Uh, no. I evaded the questions, then pretended to be engrossed in my mobile phone. Maybe I am paranoid, but something was making me uneasy. When I moved to join colleagues at another table, I felt the questioner's eyes follow me. State security already knew where I was staying, and already knew who I was working for: I was required to provide that information upon my arrival at the airport. Perhaps they were just reminding me that I was being watched?
I have learned a lot since this, the beginning of the Arab Spring. Revolutionary Lesson #1: It does not pay to be short at a ginormous protest. Even my Hail Mary was too short. (For you non-photo people, a Hail Mary is where you raise your camera above your head as high as it will go and press the shutter, praying that the photo you took blindly was magically in-focus and well-composed.) Luckily, I like to climb. First I stood in a planter (sorry, Tunisian civil servant outdoor gardener guy...), but I was STILL too short. So then I scrambled up a light post and balanced on a rounded edge while protesters braced my legs so I wouldn't fall.
Hamid and I had set up a meeting point several blocks away from the demonstration, as he had refused to get any closer. I picked up everything I had left in his car, which consisted of a huge backpack full of my laptop, a lens I wasn't using, battery chargers and all sorts of other things I didn't need while I was shooting. It was pretty heavy, but I could manage it until I got to the hotel, which was on the same street as the demonstration.
As I walked back up to the protest, I saw immediately that things had changed. People were climbing the outside walls of the Ministry of the Interior. The air was tense--it felt like something dramatic was about to happen.
I fought my way through the thick crowd to the front of the building and climbed a small guardhouse next to the front door. I have never seen so many people in the same place before. To this day I marvel that I was there. I saw this with my own eyes. Tens of thousands of people raising their voices for change.
Wow. Unbelievable! My respect to the Tunisian people for their incredible courage.
Several more booms followed and the air filled with smoke. I never discovered the precise reason the police began firing tear gas at the crowd, but I guess the shit, as they say, was finally hitting the fan in Tunis.
People in the crowd waved their arms, pleading for calm.
This was my first experience with tear gas: I was woefully unprepared. No lemons, no nothing. I made just a few frames in the melee before a tear gas canister--I believe it is the plume of smoke seen in the upper left of this photograph--landed right next to me. I inhaled. (It was an accident!) I was completely overcome, choking, crying. I couldn't breathe. I couldn't move.
Two young Tunisian men noticed my distress and came to my aid. "Hey are you okay?" Nope, not okay. They lifted my backpack and cameras onto their shoulders and took me by the elbows, dragging me away from the gas. They stayed with me until I was breathing again and could talk. The staff of a nearby hotel, I would later learn it was Hotel Africa located fifty meters from the Ministry of the Interior, had erected a barrier in front of the hotel's glass exterior doors. My good samaritans deposited me on the other side of the barrier and, noticing the approach of the riot police, ran down the street. I yelled after them to come inside, but they said no, only foreigners were allowed. And then they were gone.

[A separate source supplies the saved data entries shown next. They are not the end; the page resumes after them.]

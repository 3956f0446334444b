//! `GET|POST /api/reviews` — standalone review lookup for a product.

use std::sync::Arc;

use axum::{
    extract::{Query, State},
    http::StatusCode,
    Json,
};
use serde::Deserialize;
use serde_json::{json, Value};
use tracing::info;

use beanscan_core::ReviewSummary;

use crate::server::AppState;

#[derive(Debug, Clone, Default, Deserialize)]
#[serde(rename_all = "camelCase", default)]
pub struct ReviewsParams {
    pub roaster: Option<String>,
    pub product_name: Option<String>,
}

type ApiError = (StatusCode, Json<Value>);

/// `roaster` is required; `productName` is optional.
fn validate_params(params: &ReviewsParams) -> Result<(String, String), ApiError> {
    let roaster = params
        .roaster
        .as_deref()
        .map(str::trim)
        .filter(|s| !s.is_empty())
        .ok_or_else(|| {
            (
                StatusCode::BAD_REQUEST,
                Json(json!({ "success": false, "error": "roaster is required" })),
            )
        })?;
    let product_name = params
        .product_name
        .as_deref()
        .map(str::trim)
        .unwrap_or("")
        .to_string();
    Ok((roaster.to_string(), product_name))
}

async fn handle(
    state: Arc<AppState>,
    params: ReviewsParams,
) -> Result<Json<ReviewSummary>, ApiError> {
    let (roaster, product_name) = validate_params(&params)?;
    info!(roaster, product_name, "review lookup");
    let summary = state.reviews.fetch(&roaster, &product_name).await;
    Ok(Json(summary))
}

/// Handler for `GET /api/reviews?roaster=...&productName=...`.
pub async fn get_reviews(
    State(state): State<Arc<AppState>>,
    Query(params): Query<ReviewsParams>,
) -> Result<Json<ReviewSummary>, ApiError> {
    handle(state, params).await
}

/// Handler for `POST /api/reviews` with a JSON body.
pub async fn post_reviews(
    State(state): State<Arc<AppState>>,
    Json(params): Json<ReviewsParams>,
) -> Result<Json<ReviewSummary>, ApiError> {
    handle(state, params).await
}

#[cfg(test)]
mod tests {
    use super::*;

    #[test]
    fn missing_roaster_is_rejected() {
        let err = validate_params(&ReviewsParams::default()).unwrap_err();
        assert_eq!(err.0, StatusCode::BAD_REQUEST);
    }

    #[test]
    fn blank_roaster_is_rejected() {
        let params = ReviewsParams { roaster: Some("   ".into()), product_name: None };
        assert!(validate_params(&params).is_err());
    }

    #[test]
    fn product_name_defaults_to_empty() {
        let params = ReviewsParams { roaster: Some("Heart".into()), product_name: None };
        let (roaster, product) = validate_params(&params).unwrap();
        assert_eq!(roaster, "Heart");
        assert_eq!(product, "");
    }
}
//! Review aggregation: discover a product page, scrape up to three sources
//! concurrently, and summarize whatever succeeded — or fabricate a
//! plausible summary when nothing did.
//!
//! This path never fails a request; every error degrades to invented data
//! by design.

pub mod aggregate;
pub mod fallback;
pub mod scrape;
pub mod search;
pub mod sources;

use std::sync::Arc;

use beanscan_browser::PageRenderer;
use beanscan_core::ReviewSummary;
use futures::future::join_all;
use tracing::{info, warn};

pub use scrape::ScrapedRating;

/// Fetches and aggregates review data for one product.
pub struct ReviewFetcher {
    http: reqwest::Client,
    renderer: Arc<PageRenderer>,
    /// `(api_key, engine_id)` when product-page search is configured.
    search: Option<(String, String)>,
}

impl ReviewFetcher {
    pub fn new(
        http: reqwest::Client,
        renderer: Arc<PageRenderer>,
        search: Option<(String, String)>,
    ) -> Self {
        Self { http, renderer, search }
    }

    /// The full review pipeline. Infallible: scrape failures degrade to
    /// fabricated content.
    pub async fn fetch(&self, roaster: &str, product_name: &str) -> ReviewSummary {
        let product_page = self.discover_product_page(roaster, product_name).await;

        let source_urls = sources::build_sources(product_page.as_deref(), roaster, product_name);
        info!(roaster, product_name, sources = source_urls.len(), "scraping review sources");

        // Fire all sources at once and keep whichever succeed.
        let results = join_all(
            source_urls
                .iter()
                .map(|url| scrape::scrape_source(&self.renderer, url)),
        )
        .await;

        let mut scraped = Vec::new();
        for result in results {
            match result {
                Ok(rating) => scraped.push(rating),
                Err(e) => warn!(error = %e, "scrape source dropped"),
            }
        }

        if scraped.is_empty() {
            info!(roaster, product_name, "no review data scraped, fabricating summary");
            let mut summary = fallback::fabricate_summary(roaster, product_name);
            summary.product_page = product_page;
            summary
        } else {
            info!(sources = scraped.len(), "aggregating scraped review data");
            aggregate::aggregate(&scraped, product_page)
        }
    }

    async fn discover_product_page(&self, roaster: &str, product_name: &str) -> Option<String> {
        let (api_key, engine_id) = self.search.as_ref()?;
        match search::find_product_page(&self.http, api_key, engine_id, roaster, product_name)
            .await
        {
            Ok(page) => page,
            Err(e) => {
                warn!(error = %e, "product search failed, relying on URL guesses");
                None
            }
        }
    }
}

I took a minute to catch my breath. Dozens of people had taken refuge inside the hotel's lobby. I stayed between the barrier and the glass doors. Suddenly a tear gas canister rolled beneath the barrier, filling the small space and the lobby with gas. Everyone ran through the lobby's back door to the maintenance area of the hotel, where fresh air wafted in through the loading dock. The staff handed everyone a lemon and passed out cokes as we all recovered from the effects of the tear gas.
Across the street, protesters who had taken refuge in the small side streets were forced onto the wide avenue, screaming and running with their arms raised as the police chased and hit them with their truncheons.
So I decided it was finally time to file some pictures. It was a lucky accident that I had everything I needed to file with me. (A primary rule of a photographer friend, Chris Hondros, comes to mind: "Always bring everything with you!")
Another lucky accident, I ran into David Kirkpatrick, whom I had been unable to reach by telephone, in the hotel lobby. We sat together while we each filed our work to New York. While we were sitting there, the news reached us that President Ben Ali had resigned.
It is difficult to describe that moment. I can only tell you that I knew the world had changed. An Arab people had overthrown one of their own dictators for the first time ever. The power of that moment still gives me goosebumps when I think about it.
I worry about what happened to that man.
A couple of other journalists came to us and recommended that we get off the street immediately, that things were getting really dangerous, that absolutely anything was possible at that moment. "They could murder a couple of foreign journalists without thinking twice." The army had stepped in and was enforcing an early curfew, and we needed to get back to our hotel, which was too far to walk to, as soon as possible.
David and I walked to the appointed meeting place and called our driver Hamid. No answer. We called him again. He didn't pick up his phone. He never picked up, and he never came to get us.
Outside the heart of downtown Tunis, not a soul darkened the street on this revolutionary evening.